# Lecture One
---

In this notebook we'll use a [dataset](https://www.kaggle.com/kennethjohn/housingprice) giving the living areas, number of bedrooms and price of $141$ houses from Portland, Oregon.

## Libraries

These is all libraries used in this notebook:

* [pandas](https://pandas.pydata.org/)
* [numpy](https://numpy.org/)
* [seaborn](https://seaborn.pydata.org/)

In [2]:
%matplotlib notebook

import pandas as pd
import numpy as np

# -- Plots
import seaborn as sb
import matplotlib.pyplot as plt
from mpl_toolkits.mplot3d import Axes3D

## Supervised Learning

In this section we'll try to explain what means **supervised learning**. Imagine that you want to predict the price of a house using only living area as variable, i.e., given a price of some house you'll tell the respective house price with some rate of confidence.

### Some notations

* $x^{(i)}$: to denote the i-th input variables, in this case, the _i-th_ area.
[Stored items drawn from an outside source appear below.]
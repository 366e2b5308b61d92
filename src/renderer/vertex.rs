//! Vertex types for 2D rendering

use bytemuck::{Pod, Zeroable};

/// Quad corner with clip-space position and texture coordinates
#[repr(C)]
#[derive(Copy, Clone, Debug, PartialEq, Pod, Zeroable)]
pub struct QuadVertex {
    pub position: [f32; 2],
    pub uv: [f32; 2],
}

impl QuadVertex {
    pub const fn new(x: f32, y: f32, u: f32, v: f32) -> Self {
        Self {
            position: [x, y],
            uv: [u, v],
        }
    }
}

/// Colors for game elements
pub mod colors {
    use crate::math::Vec4;

    pub const BACKGROUND: Vec4 = Vec4::new(0.0, 0.0, 0.0, 1.0);
    pub const PADDLE: Vec4 = Vec4::new(1.0, 1.0, 1.0, 1.0);
}
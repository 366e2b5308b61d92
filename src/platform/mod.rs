//! Platform abstraction layer
//!
//! The simulation never talks to a window or GPU directly. It goes through
//! [`RenderSurface`], which hands out:
//! - Window size, frame and session timing
//! - Cursor position and key state
//! - Rectangle drawing, by colour or by visual effect
//!
//! [`HeadlessSurface`] implements it in memory for tests and the native runner.

mod headless;

pub use headless::{DrawCommand, Fill, HeadlessSurface};

use crate::math::{Vec2, Vec4};

/// Keys the game reacts to
#[derive(Debug, Clone, Copy, PartialEq, Eq, Hash)]
pub enum Key {
    W,
    S,
    Up,
    Down,
    Escape,
}

/// Named visual effects a rectangle or the background can be drawn with
#[derive(Debug, Clone, Copy, PartialEq, Eq, Hash)]
pub enum Effect {
    WhiteFill,
    ColorFill,
    Background,
    BlackHole,
}

impl Effect {
    pub const ALL: [Effect; 4] = [
        Effect::WhiteFill,
        Effect::ColorFill,
        Effect::Background,
        Effect::BlackHole,
    ];

    /// Fragment shader source file for this effect
    pub fn fragment_file(&self) -> &'static str {
        match self {
            Effect::WhiteFill => "whiteFill.frag",
            Effect::ColorFill => "colorFill.frag",
            Effect::Background => "background.frag",
            Effect::BlackHole => "blackHole.frag",
        }
    }

    /// Whether the effect animates with session time
    pub fn is_animated(&self) -> bool {
        matches!(self, Effect::Background | Effect::BlackHole)
    }
}

/// Window, timing, input and drawing, as seen by the game.
///
/// Coordinates are pixels with the origin at the bottom-left corner.
pub trait RenderSurface {
    /// Current window size; may change between frames
    fn window_size(&self) -> (i32, i32);

    fn window_width(&self) -> i32 {
        self.window_size().0
    }

    fn window_height(&self) -> i32 {
        self.window_size().1
    }

    /// Duration of the previous frame in seconds
    fn frame_time(&self) -> f32;

    /// Seconds since the session started
    fn elapsed_secs(&self) -> f32;

    fn cursor_pos(&self) -> Vec2;

    fn is_key_down(&self, key: Key) -> bool;

    fn clear(&mut self, color: Vec4);

    /// Fill the whole window with an effect, highlighting a point
    fn background(&mut self, effect: Effect, highlight: Vec2);

    /// Fill the rectangle spanned by two opposite corners with a colour
    fn draw_rect(&mut self, ll: Vec2, ur: Vec2, color: Vec4);

    /// Fill the rectangle spanned by two opposite corners with an effect
    fn draw_rect_effect(&mut self, ll: Vec2, ur: Vec2, effect: Effect);
}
These variables are also called input **features**.  
* $y^{(i)}$: the variable that we want to predict, i.e., output variable, also called **target**. In our case the target is the price.
* $(x^{(i)},y^{(i)})$: is the **training example**.
* ${(x^{(i)},y^{(i)}); i=1,...,m}$: the **training dataset** that we'll use to learn$^{(1)}$.
* $\mathcal{X}$: the space of input values. In this case $\mathcal{X} = \mathbb{R}$.
* $\mathcal{Y}$: the space of output values. In this case $\mathcal{Y} = \mathbb{R}$.

Thus, supervised learning consists in, given a training set, learn (find) a function $h:\mathcal{X}\mapsto \mathcal{Y}$ that $h(x)$ is a _good_ predictor for the corresponding value of $y$. The $h$ function is called **hypothesis**.

> The image illustrate the scenario where a training set _is feed_ to a learning algorithm to learn a function $h(x)$, this function try to predict the value of $y$ given $x$.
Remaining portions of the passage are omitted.